■ **Your assignment**: Restate word for word the lines beginning with the one that contains "assert!(result.is_err());" and ending at the bottom of the records below, both included.

■ **Extracted data**:
———

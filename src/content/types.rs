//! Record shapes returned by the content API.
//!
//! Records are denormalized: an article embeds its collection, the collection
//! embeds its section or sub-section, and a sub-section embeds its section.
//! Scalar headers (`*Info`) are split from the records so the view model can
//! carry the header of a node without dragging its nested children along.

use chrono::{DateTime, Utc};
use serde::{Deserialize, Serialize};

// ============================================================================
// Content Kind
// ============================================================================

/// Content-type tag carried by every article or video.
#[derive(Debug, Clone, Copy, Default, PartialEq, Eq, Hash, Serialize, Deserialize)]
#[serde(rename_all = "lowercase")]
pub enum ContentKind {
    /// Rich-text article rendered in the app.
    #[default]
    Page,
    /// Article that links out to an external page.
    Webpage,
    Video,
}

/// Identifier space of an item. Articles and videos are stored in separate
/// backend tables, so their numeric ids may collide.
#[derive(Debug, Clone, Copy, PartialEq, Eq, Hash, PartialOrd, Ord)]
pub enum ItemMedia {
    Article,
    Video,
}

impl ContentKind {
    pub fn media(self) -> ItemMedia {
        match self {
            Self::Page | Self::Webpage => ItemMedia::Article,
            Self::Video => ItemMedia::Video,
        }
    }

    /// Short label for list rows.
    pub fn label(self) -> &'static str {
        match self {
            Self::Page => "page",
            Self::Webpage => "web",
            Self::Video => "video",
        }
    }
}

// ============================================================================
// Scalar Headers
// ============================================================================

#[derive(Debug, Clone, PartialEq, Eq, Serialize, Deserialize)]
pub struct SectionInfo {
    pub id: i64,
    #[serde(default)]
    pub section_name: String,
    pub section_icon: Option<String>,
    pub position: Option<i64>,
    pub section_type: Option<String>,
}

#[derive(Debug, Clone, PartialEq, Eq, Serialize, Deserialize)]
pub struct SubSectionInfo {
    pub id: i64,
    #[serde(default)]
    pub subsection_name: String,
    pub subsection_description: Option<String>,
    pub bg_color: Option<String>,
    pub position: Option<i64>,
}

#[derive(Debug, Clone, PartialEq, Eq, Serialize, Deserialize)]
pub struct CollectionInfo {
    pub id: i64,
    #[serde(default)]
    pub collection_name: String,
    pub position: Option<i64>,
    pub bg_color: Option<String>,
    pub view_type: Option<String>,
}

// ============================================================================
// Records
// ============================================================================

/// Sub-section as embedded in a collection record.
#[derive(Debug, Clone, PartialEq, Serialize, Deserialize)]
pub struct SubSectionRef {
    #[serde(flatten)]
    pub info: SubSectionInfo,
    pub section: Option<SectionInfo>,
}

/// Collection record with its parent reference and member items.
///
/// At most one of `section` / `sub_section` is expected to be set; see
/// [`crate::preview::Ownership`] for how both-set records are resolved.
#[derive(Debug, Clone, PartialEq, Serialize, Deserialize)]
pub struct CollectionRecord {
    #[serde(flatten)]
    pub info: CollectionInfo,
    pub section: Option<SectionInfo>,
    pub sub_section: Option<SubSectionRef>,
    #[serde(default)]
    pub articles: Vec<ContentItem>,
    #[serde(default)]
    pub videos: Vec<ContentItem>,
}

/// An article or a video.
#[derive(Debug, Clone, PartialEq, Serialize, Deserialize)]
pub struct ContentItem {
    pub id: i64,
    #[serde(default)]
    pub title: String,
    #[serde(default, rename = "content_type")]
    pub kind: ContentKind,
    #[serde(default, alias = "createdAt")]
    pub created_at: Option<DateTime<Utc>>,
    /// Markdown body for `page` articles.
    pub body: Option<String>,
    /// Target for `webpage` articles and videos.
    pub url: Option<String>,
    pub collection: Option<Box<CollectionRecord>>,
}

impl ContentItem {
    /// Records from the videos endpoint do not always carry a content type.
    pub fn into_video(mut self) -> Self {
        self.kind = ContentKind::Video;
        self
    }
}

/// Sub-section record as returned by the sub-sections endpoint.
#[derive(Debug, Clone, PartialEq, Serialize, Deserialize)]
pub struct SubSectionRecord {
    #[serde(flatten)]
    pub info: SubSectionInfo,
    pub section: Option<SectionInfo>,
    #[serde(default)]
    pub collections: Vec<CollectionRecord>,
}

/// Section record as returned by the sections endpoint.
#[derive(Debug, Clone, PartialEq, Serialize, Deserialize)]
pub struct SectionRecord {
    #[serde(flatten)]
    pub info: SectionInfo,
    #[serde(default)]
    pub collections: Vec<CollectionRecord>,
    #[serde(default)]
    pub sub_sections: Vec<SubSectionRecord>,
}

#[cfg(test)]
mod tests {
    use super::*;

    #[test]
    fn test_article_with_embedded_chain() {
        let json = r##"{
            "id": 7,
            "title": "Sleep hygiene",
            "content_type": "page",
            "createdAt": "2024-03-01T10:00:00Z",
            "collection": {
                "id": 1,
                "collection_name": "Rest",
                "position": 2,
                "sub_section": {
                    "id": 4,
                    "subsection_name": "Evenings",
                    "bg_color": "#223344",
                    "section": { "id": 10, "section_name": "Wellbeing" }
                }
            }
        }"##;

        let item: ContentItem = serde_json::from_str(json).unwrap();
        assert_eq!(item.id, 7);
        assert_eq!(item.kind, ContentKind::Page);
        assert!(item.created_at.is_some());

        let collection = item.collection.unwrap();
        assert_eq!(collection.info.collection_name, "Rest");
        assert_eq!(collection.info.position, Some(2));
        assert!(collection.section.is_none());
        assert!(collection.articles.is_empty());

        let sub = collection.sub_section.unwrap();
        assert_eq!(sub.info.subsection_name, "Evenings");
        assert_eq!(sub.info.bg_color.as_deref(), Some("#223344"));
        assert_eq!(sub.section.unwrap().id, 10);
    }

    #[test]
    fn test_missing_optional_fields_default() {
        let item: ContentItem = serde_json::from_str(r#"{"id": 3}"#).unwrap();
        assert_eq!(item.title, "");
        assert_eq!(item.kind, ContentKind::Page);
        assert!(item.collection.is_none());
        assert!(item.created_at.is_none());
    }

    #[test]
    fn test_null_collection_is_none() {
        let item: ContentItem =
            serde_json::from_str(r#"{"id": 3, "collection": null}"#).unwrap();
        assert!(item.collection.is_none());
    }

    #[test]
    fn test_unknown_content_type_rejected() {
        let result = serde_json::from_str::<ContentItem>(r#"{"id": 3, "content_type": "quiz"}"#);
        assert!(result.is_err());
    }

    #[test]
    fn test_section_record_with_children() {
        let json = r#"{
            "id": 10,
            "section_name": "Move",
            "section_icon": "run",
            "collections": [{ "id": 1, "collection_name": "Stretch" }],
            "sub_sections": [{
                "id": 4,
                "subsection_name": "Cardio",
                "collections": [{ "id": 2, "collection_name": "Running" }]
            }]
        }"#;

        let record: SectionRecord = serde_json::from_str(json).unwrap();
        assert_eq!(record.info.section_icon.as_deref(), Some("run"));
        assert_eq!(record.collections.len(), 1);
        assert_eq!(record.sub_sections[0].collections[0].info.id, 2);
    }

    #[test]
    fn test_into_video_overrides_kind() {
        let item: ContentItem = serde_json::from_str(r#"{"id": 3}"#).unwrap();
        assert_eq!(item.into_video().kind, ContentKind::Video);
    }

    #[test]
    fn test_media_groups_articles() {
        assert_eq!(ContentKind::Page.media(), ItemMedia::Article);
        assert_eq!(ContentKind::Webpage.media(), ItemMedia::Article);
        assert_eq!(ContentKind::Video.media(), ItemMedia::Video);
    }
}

———

■ **Result for this task**:
        assert!(result.is_err());
    }

    #[test]
    fn test_section_record_with_children() {
        let json = r#"{
            "id": 10,
            "section_name": "Move",
            "section_icon": "run",
            "collections": [{ "id": 1, "collection_name": "Stretch" }],
            "sub_sections": [{
                "id": 4,
                "subsection_name": "Cardio",
                "collections": [{ "id": 2, "collection_name": "Running" }]
            }]
        }"#;

        let record: SectionRecord = serde_json::from_str(json).unwrap();
        assert_eq!(record.info.section_icon.as_deref(), Some("run"));
        assert_eq!(record.collections.len(), 1);
        assert_eq!(record.sub_sections[0].collections[0].info.id, 2);
    }

    #[test]
    fn test_into_video_overrides_kind() {
        let item: ContentItem = serde_json::from_str(r#"{"id": 3}"#).unwrap();
        assert_eq!(item.into_video().kind, ContentKind::Video);
    }

    #[test]
    fn test_media_groups_articles() {
        assert_eq!(ContentKind::Page.media(), ItemMedia::Article);
        assert_eq!(ContentKind::Webpage.media(), ItemMedia::Article);
        assert_eq!(ContentKind::Video.media(), ItemMedia::Video);
    }
}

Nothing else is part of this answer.